Assigned task -
Your response should contain each line of the data that includes "does".

Exercise inputs -
Segment Open

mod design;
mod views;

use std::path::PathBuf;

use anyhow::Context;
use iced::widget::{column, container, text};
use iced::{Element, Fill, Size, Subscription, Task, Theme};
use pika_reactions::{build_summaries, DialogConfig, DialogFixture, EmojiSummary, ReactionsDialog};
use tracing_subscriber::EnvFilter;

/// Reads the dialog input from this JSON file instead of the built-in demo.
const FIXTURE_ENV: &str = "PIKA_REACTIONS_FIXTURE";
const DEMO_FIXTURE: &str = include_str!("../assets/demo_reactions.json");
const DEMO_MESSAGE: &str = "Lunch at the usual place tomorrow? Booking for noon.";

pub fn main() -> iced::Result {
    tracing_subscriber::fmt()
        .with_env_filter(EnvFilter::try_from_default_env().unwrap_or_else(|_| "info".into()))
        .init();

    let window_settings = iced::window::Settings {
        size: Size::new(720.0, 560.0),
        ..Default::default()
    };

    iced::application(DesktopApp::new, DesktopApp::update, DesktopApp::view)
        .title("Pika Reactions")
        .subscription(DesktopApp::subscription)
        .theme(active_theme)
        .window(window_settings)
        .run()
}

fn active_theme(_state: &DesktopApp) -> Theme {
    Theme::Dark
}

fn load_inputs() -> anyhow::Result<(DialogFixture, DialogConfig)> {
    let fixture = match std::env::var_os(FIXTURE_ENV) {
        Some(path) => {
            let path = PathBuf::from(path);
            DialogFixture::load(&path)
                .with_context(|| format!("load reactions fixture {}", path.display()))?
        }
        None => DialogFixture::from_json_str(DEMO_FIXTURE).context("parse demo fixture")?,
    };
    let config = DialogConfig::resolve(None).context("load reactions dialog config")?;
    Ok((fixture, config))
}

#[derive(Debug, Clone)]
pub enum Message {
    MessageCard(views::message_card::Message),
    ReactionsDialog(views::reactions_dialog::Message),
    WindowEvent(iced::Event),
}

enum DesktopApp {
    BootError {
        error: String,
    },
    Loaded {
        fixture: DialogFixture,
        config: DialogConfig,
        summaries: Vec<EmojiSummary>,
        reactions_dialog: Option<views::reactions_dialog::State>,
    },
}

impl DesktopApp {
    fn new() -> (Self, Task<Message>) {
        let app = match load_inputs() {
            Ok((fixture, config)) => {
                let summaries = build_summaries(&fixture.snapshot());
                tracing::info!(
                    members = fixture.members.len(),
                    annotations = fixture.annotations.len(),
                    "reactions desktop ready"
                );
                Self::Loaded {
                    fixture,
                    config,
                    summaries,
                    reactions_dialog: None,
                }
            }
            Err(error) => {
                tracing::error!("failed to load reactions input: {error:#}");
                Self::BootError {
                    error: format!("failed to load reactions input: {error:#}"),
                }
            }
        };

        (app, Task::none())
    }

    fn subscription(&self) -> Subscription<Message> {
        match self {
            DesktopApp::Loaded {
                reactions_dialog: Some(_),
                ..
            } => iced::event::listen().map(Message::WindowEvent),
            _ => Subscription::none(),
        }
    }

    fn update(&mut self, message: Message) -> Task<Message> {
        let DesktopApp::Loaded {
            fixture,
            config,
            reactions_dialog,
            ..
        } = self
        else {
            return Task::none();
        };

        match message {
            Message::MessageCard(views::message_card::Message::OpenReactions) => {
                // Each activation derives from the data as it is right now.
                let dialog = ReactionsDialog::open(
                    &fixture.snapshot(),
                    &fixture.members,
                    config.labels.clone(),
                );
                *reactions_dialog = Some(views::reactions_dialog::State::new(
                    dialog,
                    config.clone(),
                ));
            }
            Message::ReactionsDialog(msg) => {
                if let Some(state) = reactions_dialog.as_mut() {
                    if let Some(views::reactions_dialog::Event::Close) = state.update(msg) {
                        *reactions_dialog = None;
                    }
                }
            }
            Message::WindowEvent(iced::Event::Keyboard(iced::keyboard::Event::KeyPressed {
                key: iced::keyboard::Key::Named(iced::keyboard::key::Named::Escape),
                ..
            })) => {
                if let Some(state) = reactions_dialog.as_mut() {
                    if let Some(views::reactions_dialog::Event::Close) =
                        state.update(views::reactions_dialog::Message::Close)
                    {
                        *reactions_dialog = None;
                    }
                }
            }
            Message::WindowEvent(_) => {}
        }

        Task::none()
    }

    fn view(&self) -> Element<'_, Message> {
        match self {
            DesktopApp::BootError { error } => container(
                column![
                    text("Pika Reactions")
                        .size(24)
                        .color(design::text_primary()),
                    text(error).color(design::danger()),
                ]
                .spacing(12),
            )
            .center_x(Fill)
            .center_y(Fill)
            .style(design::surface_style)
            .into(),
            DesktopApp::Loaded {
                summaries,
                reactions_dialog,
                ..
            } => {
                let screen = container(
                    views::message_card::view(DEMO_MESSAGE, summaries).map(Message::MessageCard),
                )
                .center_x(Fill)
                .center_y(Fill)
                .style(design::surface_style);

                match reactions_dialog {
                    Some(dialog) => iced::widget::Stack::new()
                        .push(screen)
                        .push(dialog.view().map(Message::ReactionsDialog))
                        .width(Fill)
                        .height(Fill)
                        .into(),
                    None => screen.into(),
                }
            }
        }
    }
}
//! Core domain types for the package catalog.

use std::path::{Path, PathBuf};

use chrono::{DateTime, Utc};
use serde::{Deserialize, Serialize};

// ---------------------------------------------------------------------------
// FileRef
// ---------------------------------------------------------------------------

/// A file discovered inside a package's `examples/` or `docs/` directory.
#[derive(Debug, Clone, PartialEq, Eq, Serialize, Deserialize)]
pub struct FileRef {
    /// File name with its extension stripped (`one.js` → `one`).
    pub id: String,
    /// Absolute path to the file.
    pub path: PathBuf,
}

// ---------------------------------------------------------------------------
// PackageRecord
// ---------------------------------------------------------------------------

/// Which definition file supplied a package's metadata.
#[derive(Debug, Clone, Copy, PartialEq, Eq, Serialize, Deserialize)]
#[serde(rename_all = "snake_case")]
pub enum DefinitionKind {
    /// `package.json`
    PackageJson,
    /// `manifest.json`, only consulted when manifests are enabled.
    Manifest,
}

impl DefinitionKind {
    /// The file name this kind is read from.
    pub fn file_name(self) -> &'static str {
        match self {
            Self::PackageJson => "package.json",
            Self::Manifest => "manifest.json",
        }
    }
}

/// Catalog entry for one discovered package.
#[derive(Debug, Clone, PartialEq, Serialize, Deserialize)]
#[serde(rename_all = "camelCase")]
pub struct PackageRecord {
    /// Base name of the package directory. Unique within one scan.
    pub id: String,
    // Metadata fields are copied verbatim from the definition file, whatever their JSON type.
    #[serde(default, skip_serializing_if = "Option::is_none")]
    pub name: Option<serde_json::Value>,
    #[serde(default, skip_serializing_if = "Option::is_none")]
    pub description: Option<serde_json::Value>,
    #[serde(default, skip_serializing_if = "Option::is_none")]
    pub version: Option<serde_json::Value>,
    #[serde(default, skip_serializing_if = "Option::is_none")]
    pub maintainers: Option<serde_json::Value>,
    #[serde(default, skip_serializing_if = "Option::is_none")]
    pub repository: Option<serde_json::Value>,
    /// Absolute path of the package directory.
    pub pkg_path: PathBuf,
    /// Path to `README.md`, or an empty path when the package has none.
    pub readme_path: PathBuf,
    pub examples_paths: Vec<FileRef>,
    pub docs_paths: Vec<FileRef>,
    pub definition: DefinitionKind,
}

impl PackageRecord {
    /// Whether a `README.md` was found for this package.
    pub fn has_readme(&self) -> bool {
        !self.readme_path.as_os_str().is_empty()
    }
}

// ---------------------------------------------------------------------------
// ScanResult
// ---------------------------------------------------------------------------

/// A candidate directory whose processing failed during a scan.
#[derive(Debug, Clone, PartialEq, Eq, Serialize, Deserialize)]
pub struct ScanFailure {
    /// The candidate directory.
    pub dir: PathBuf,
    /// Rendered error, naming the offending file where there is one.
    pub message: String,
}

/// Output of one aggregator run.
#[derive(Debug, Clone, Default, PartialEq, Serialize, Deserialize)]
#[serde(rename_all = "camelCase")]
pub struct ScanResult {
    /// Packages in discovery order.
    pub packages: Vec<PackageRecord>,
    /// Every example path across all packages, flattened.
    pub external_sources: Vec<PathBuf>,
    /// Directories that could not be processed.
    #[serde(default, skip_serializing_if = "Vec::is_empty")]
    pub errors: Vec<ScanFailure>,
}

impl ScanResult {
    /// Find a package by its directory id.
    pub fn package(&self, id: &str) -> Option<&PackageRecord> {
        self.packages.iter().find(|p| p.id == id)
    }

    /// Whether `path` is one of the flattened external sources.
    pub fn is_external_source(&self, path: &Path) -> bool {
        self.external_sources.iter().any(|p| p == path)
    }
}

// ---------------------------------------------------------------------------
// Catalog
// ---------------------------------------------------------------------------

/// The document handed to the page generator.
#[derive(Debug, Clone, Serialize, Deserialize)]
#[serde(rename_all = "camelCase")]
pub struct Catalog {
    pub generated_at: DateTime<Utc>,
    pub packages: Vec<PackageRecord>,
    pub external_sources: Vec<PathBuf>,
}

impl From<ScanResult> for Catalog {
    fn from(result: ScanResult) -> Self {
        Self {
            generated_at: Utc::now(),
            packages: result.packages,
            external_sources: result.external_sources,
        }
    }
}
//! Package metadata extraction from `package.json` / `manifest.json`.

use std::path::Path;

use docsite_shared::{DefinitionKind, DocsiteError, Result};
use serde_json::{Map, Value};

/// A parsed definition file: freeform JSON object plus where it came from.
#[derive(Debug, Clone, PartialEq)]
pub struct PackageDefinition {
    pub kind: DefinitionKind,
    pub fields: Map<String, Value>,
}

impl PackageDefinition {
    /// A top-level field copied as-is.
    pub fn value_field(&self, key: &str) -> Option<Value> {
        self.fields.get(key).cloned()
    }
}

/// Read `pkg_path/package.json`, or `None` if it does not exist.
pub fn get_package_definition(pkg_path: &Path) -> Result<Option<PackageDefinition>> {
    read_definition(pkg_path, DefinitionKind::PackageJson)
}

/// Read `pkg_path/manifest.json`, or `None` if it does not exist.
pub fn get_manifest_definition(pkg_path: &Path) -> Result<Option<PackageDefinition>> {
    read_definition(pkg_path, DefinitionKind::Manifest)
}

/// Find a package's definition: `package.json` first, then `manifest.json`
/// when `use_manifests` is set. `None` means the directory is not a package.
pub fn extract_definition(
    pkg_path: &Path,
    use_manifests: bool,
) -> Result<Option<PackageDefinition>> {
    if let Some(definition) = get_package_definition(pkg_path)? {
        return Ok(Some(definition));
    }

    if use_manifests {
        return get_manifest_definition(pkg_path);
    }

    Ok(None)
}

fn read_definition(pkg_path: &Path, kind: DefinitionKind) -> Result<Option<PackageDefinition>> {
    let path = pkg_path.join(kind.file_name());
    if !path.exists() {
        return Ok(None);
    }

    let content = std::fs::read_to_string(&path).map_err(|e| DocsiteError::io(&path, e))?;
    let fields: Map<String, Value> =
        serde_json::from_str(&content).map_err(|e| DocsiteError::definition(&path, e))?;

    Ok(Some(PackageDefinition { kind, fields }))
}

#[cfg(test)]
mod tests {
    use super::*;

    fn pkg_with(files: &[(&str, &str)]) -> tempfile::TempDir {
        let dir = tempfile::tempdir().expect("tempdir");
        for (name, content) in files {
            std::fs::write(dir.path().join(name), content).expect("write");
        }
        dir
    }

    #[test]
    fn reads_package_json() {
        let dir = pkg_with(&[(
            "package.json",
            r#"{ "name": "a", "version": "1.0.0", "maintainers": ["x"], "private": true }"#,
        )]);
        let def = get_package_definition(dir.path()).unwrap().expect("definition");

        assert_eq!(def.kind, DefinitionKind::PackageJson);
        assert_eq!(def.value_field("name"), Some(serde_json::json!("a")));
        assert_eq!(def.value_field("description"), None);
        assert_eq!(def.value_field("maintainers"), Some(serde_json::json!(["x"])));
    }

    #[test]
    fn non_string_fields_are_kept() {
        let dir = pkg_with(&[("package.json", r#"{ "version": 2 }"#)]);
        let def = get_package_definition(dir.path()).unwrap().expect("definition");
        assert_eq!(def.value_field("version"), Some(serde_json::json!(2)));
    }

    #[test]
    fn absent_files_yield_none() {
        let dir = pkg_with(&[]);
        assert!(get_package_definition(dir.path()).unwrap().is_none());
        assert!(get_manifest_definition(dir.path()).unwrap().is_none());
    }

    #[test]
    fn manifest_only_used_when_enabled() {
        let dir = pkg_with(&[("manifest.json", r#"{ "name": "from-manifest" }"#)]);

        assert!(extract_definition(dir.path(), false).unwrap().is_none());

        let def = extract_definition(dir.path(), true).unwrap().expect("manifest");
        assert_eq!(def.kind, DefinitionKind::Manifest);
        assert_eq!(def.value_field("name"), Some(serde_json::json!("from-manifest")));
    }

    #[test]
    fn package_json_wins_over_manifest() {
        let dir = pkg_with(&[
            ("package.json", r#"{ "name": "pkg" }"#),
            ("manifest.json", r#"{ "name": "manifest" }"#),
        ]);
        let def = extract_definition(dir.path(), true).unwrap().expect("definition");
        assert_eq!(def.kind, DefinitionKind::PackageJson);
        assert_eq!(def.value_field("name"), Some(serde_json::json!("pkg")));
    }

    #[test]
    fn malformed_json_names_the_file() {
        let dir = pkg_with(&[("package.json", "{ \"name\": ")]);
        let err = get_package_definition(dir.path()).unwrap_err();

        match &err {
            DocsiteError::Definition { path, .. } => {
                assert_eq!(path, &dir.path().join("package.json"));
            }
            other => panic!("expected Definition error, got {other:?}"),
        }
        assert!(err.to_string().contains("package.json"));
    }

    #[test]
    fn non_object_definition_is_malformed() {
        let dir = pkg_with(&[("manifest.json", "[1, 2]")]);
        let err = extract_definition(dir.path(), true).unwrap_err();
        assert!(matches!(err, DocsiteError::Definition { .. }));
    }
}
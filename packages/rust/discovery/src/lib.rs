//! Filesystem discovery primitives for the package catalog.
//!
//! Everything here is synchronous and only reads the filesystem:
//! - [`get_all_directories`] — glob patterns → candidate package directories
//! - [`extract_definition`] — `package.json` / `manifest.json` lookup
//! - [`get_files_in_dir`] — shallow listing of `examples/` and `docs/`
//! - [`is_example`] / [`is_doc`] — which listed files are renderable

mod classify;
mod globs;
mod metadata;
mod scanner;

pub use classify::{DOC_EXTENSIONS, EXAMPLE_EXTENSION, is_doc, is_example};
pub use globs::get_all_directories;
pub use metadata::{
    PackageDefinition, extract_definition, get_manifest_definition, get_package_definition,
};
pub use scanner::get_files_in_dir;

Segment Closed

Answer below -
/// Read `pkg_path/package.json`, or `None` if it does not exist.
/// Read `pkg_path/manifest.json`, or `None` if it does not exist.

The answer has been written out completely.